What the exercise asks:
Looking at each line of the data below, tally those that contain the word "Loadable" and give only the total.

Source material:
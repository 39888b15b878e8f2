use api::models::{Entrada, Salida};
use api::DashboardSummary;
use dioxus::prelude::*;
use ui::components::{Button, ButtonVariant, ErrorBanner, LoadingRow};
use ui::{use_dashboard, Loadable};

use super::short_date;
use crate::Route;

#[component]
pub fn Dashboard() -> Element {
    let dashboard = use_dashboard();
    let summary = dashboard.summary();

    let refreshing = summary.read().is_loading();
    let body = match &*summary.read() {
        Loadable::Loading => rsx! { LoadingRow {} },
        Loadable::Failed(message) => rsx! { ErrorBanner { message: message.clone() } },
        Loadable::Ready(summary) => rsx! { SummaryView { summary: summary.clone() } },
    };

    rsx! {
        div {
            class: "page-header",
            h1 { "Panel de control" }
            Button {
                variant: ButtonVariant::Outline,
                disabled: refreshing,
                onclick: move |_| dashboard.refresh(),
                "Actualizar"
            }
        }
        {body}
    }
}

#[component]
fn SummaryView(summary: DashboardSummary) -> Element {
    let low_count = summary.stock_bajo.len();
    let alert_count = summary.alertas_pendientes.len();

    rsx! {
        div {
            class: "stat-grid",
            StatCard { label: "Productos", value: summary.total_productos.to_string() }
            StatCard { label: "Unidades en stock", value: summary.unidades_en_stock.to_string() }
            StatCard { label: "Stock bajo", value: low_count.to_string(), warn: low_count > 0 }
            StatCard { label: "Alertas pendientes", value: alert_count.to_string(), warn: alert_count > 0 }
        }

        div {
            class: "panel-grid",
            section {
                class: "panel",
                h2 { "Stock bajo" }
                if summary.stock_bajo.is_empty() {
                    p { class: "muted", "Todos los productos están sobre su mínimo." }
                } else {
                    table {
                        thead { tr { th { "Producto" } th { "Stock" } th { "Mínimo" } } }
                        tbody {
                            for p in summary.stock_bajo.iter() {
                                tr {
                                    key: "{p.id_producto}",
                                    td { "{p.nombre}" }
                                    td { class: "danger", "{p.stock_actual}" }
                                    td { "{p.stock_minimo}" }
                                }
                            }
                        }
                    }
                }
                Link { to: Route::Productos {}, "Ver productos" }
            }

            section {
                class: "panel",
                h2 { "Alertas pendientes" }
                if summary.alertas_pendientes.is_empty() {
                    p { class: "muted", "Sin alertas." }
                } else {
                    ul {
                        for a in summary.alertas_pendientes.iter() {
                            li { key: "{a.id_alerta}", "{a.mensaje}" }
                        }
                    }
                }
                Link { to: Route::Alertas {}, "Ver alertas" }
            }

            section {
                class: "panel",
                h2 { "Últimas entradas" }
                MovementList { rows: summary.entradas_recientes.iter().map(entrada_row).collect::<Vec<_>>() }
            }

            section {
                class: "panel",
                h2 { "Últimas salidas" }
                MovementList { rows: summary.salidas_recientes.iter().map(salida_row).collect::<Vec<_>>() }
            }
        }
    }
}

#[component]
fn StatCard(label: String, value: String, #[props(default)] warn: bool) -> Element {
    rsx! {
        div {
            class: if warn { "stat-card stat-card--warn" } else { "stat-card" },
            span { class: "stat-value", "{value}" }
            span { class: "stat-label", "{label}" }
        }
    }
}

/// `(key, date, product id, quantity)`
type MovementRow = (i64, String, i64, i64);

fn entrada_row(e: &Entrada) -> MovementRow {
    (e.id_entrada, short_date(&e.fecha).to_string(), e.id_producto, e.cantidad)
}

fn salida_row(s: &Salida) -> MovementRow {
    (s.id_salida, short_date(&s.fecha).to_string(), s.id_producto, s.cantidad)
}

#[component]
fn MovementList(rows: Vec<MovementRow>) -> Element {
    if rows.is_empty() {
        return rsx! { p { class: "muted", "Sin movimientos." } };
    }
    rsx! {
        table {
            thead { tr { th { "Fecha" } th { "Producto" } th { "Cantidad" } } }
            tbody {
                for (id, fecha, producto, cantidad) in rows {
                    tr {
                        key: "{id}",
                        td { "{fecha}" }
                        td { "#{producto}" }
                        td { "{cantidad}" }
                    }
                }
            }
        }
    }
}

Solution:
4